Last Friday night while sitting at a Mediterranean restaurant listening to my husband play Latin Jazz, I picked up a local magazine for women and paged quickly through what seemed to be "another Holiday gift guide" when I came across this insightful article by Margie Maddux Newman. In it, Newman suggests what my counselor advised me years ago, our mistakes can help guide us.
She quotes San Francisco Chronicle columnist Jon Carroll as saying “Failure is how we learn. I have been told of an African phrase describing a good cook as ‘she who has broken many pots.’ If you’ve spent enough time in the kitchen to have broken a lot of pots, probably you know a fair amount about cooking. I once had a late dinner with a group of chefs, and they spent time comparing knife wounds and burn scars. They knew how much credibility their failures gave them.”
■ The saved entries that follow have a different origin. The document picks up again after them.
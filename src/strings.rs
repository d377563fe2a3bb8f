use crate::models::CourseFormat;

/// Localizer
///
/// String lookup for the listing page. `component` scopes keys that differ by
/// course format, e.g. the section column header.
pub trait Localizer: Send + Sync {
    fn label(&self, key: &str, component: Option<&str>) -> String;
}

/// EnglishStrings
///
/// Built-in English strings.
#[derive(Debug, Clone, Copy, Default)]
pub struct EnglishStrings;

impl Localizer for EnglishStrings {
    fn label(&self, key: &str, component: Option<&str>) -> String {
        let text = match (key, component) {
            ("sectionname", Some("weeks")) => "Week",
            ("sectionname", _) => "Topic",
            ("resources", _) => "Resources",
            ("name", _) => "Name",
            ("moduleintro", _) => "Description",
            ("lastmodified", _) => "Last modified",
            ("continue", _) => "Continue",
            ("thereareno", Some(what)) => return format!("There are no {what} in this course"),
            _ => return format!("[[{key}]]"),
        };
        text.to_string()
    }
}

/// Column header for the grouping column of a course in `format`.
pub fn group_header(strings: &dyn Localizer, format: &CourseFormat) -> String {
    if format.uses_sections() {
        strings.label("sectionname", Some(format.as_str()))
    } else {
        strings.label("lastmodified", None)
    }
}
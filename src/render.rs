use crate::formatter::escape_html;
use crate::models::{Listing, ListingRow, ResourceTable};
use crate::service::ResourcePage;
use crate::strings::Localizer;

/// render_table
///
/// Generic table writer. Separator rows span all three columns.
pub fn render_table(table: &ResourceTable) -> String {
    let first_align = if table.section_mode { "center" } else { "left" };
    let mut html = String::from("<table class=\"generaltable mod_index\">\n<thead>\n<tr>");
    for (header, align) in [
        (&table.group_header, first_align),
        (&table.name_header, "left"),
        (&table.description_header, "left"),
    ] {
        html.push_str(&format!("<th class=\"header\" style=\"text-align:{align};\" scope=\"col\">{}</th>", escape_html(header)));
    }
    html.push_str("</tr>\n</thead>\n<tbody>\n");

    for row in &table.rows {
        match row {
            ListingRow::Separator => html.push_str("<tr class=\"separator\"><td colspan=\"3\"><div class=\"tabledivider\"></div></td></tr>\n"),
            ListingRow::Data(data) => html.push_str(&format!(
                "<tr><td style=\"text-align:{first_align};\">{}</td><td>{}</td><td>{}</td></tr>\n",
                escape_html(&data.group_label),
                data.title_markup,
                data.description_markup
            )),
        }
    }
    html.push_str("</tbody>\n</table>");
    html
}

/// render_page
///
/// Minimal document around the listing, or the empty-state notice linking back to the course.
pub fn render_page(page: &ResourcePage, strings: &dyn Localizer, wwwroot: &str) -> String {
    let resources = strings.label("resources", None);
    let title = format!("{}: {}", escape_html(&page.course.short_name), escape_html(&resources));
    let body = match &page.listing {
        Listing::Table(table) => render_table(table),
        Listing::Empty => format!(
            "<div class=\"box generalbox notice\"><p>{}</p><a href=\"{}/course/view.php?id={}\">{}</a></div>",
            escape_html(&strings.label("thereareno", Some(&resources))),
            wwwroot.trim_end_matches('/'),
            page.course.id,
            escape_html(&strings.label("continue", None))
        ),
    };

    format!(
        "<!DOCTYPE html>\n<html>\n<head><meta charset=\"utf-8\" /><title>{title}</title></head>\n<body>\n<h1>{}</h1>\n<h2>{}</h2>\n{body}\n</body>\n</html>\n",
        escape_html(&page.course.full_name),
        escape_html(&resources)
    )
}
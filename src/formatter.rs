use chrono::{DateTime, Utc};

use crate::models::{Instance, IntroFormat};

/// Escapes text for use in HTML element content and quoted attribute values.
pub fn escape_html(text: &str) -> String {
    text.replace('&', "&amp;")
        .replace('<', "&lt;")
        .replace('>', "&gt;")
        .replace('"', "&quot;")
        .replace('\'', "&#39;")
}

/// ContentFormatter
///
/// Turns stored content into markup for the listing. Module-specific rendering
/// lives elsewhere; this only covers names, intros, dates and icons.
pub trait ContentFormatter: Send + Sync {
    fn escape_text(&self, text: &str) -> String;

    /// Markup for an instance's intro. Only called when the instance has one.
    fn format_intro(&self, module_type: &str, instance: &Instance, course_module_id: i64) -> String;

    fn format_date(&self, time: DateTime<Utc>) -> String;

    /// URL of a pix icon such as `mod/page/icon` or `f/pdf-24`.
    fn icon_url(&self, key: &str) -> String;
}

/// HtmlFormatter
///
/// Default formatter. Dates render as "Monday, 2 September 2024, 9:05 AM".
#[derive(Debug, Clone)]
pub struct HtmlFormatter {
    wwwroot: String,
    date_format: String,
}

impl HtmlFormatter {
    pub fn new(wwwroot: &str) -> Self {
        Self {
            wwwroot: wwwroot.trim_end_matches('/').to_string(),
            date_format: "%A, %-d %B %Y, %-I:%M %p".to_string(),
        }
    }

    pub fn with_date_format(mut self, date_format: &str) -> Self {
        self.date_format = date_format.to_string();
        self
    }
}

/// Markdown to HTML. Raw HTML inside the source passes through and is
/// sanitised by the caller.
fn markdown_to_html(text: &str) -> String {
    let mut html = String::with_capacity(text.len() * 3 / 2);
    pulldown_cmark::html::push_html(&mut html, pulldown_cmark::Parser::new(text));
    html
}

impl ContentFormatter for HtmlFormatter {
    fn escape_text(&self, text: &str) -> String {
        escape_html(text)
    }

    fn format_intro(&self, module_type: &str, instance: &Instance, course_module_id: i64) -> String {
        let Some(intro) = instance.intro.as_deref() else {
            return String::new();
        };
        let body = match instance.intro_format.unwrap_or(IntroFormat::Html) {
            IntroFormat::Html => ammonia::clean(intro),
            IntroFormat::Moodle => ammonia::clean(&intro.replace('\n', "<br />")),
            IntroFormat::Plain => escape_html(intro).replace('\n', "<br />"),
            IntroFormat::Markdown => ammonia::clean(&markdown_to_html(intro)),
        };
        format!(
            "<div class=\"no-overflow\" data-module=\"{}\" data-cmid=\"{}\">{}</div>",
            escape_html(module_type),
            course_module_id,
            body
        )
    }

    fn format_date(&self, time: DateTime<Utc>) -> String {
        time.format(&self.date_format).to_string()
    }

    fn icon_url(&self, key: &str) -> String {
        format!("{}/theme/image.php?image={}", self.wwwroot, escape_html(key))
    }
}
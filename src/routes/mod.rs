/// Router Module Index
///
/// Routes are split by access level so authentication is applied per module
/// (via Axum layers) rather than per handler.

/// Routes accessible to anyone (health checks).
pub mod public;

/// Routes protected by the `AuthUser` extractor middleware.
pub mod authenticated;
//! Deployment targets (Vercel; future: Netlify, static).
//!
//! The adapter owns the only error-shape translation in the system:
//! provider-specific error payloads become plain failures that preserve
//! the provider's own message for the caller. No retries happen here; a
//! failed deploy is reported once and the caller decides what to do.

pub mod vercel;

use async_trait::async_trait;
use pagekit_core::SiteFiles;

/// Result of submitting one deployment.
#[derive(Debug, Clone)]
pub struct DeploymentOutcome {
    pub id: String,
    pub url: String,
    pub status: String,
}

/// Point-in-time status of an existing deployment.
#[derive(Debug, Clone)]
pub struct DeploymentStatus {
    pub status: String,
    pub ready: bool,
}

#[async_trait]
pub trait Deployer {
    /// Submit a generated file set under `target_name`. The provider may
    /// auto-create the target on first deploy and reuse it afterwards.
    /// `production` promotes the deploy; otherwise it is a preview.
    async fn deploy(
        &self,
        target_name: &str,
        files: &SiteFiles,
        production: bool,
    ) -> anyhow::Result<DeploymentOutcome>;

    /// Re-query a deployment by id. `None` means the provider does not
    /// know the id (not found), distinct from a transport failure.
    async fn get_status(&self, deployment_id: &str) -> anyhow::Result<Option<DeploymentStatus>>;
}
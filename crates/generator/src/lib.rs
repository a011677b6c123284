//! Static site generation: the component renderer, the markup fragment
//! tree it produces, and the generator that compiles a project's pages
//! into a deployable file mapping.

pub mod fragment;
pub mod render;
pub mod scaffold;
pub mod site;

pub use fragment::{Element, Fragment};
pub use render::{render, render_document};
pub use site::generate_site;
Not only do our mistakes give us credibility but Newman implies that they have power (when we own them.) Our failures are our own. They go with us as reminders of where we've been and where we could be. However, it is how we view them that can make or break us.
Don't even get me started on my kitchen fiascos. From trying to microwave a whole egg in a glass measuring cup and soon learning a new lesson in physics as exploding egg pieces decorated my kitchen crevices, to broiling a pan with parchment paper a bit to close to the element, I am quickly gaining a fair share of battle scars.
Then there was the year (not too long ago) I received let's say roughly five speeding tickets. Several fines, a couple of driver's educational courses and nearly having my license revoked has me driving much safer and wiser.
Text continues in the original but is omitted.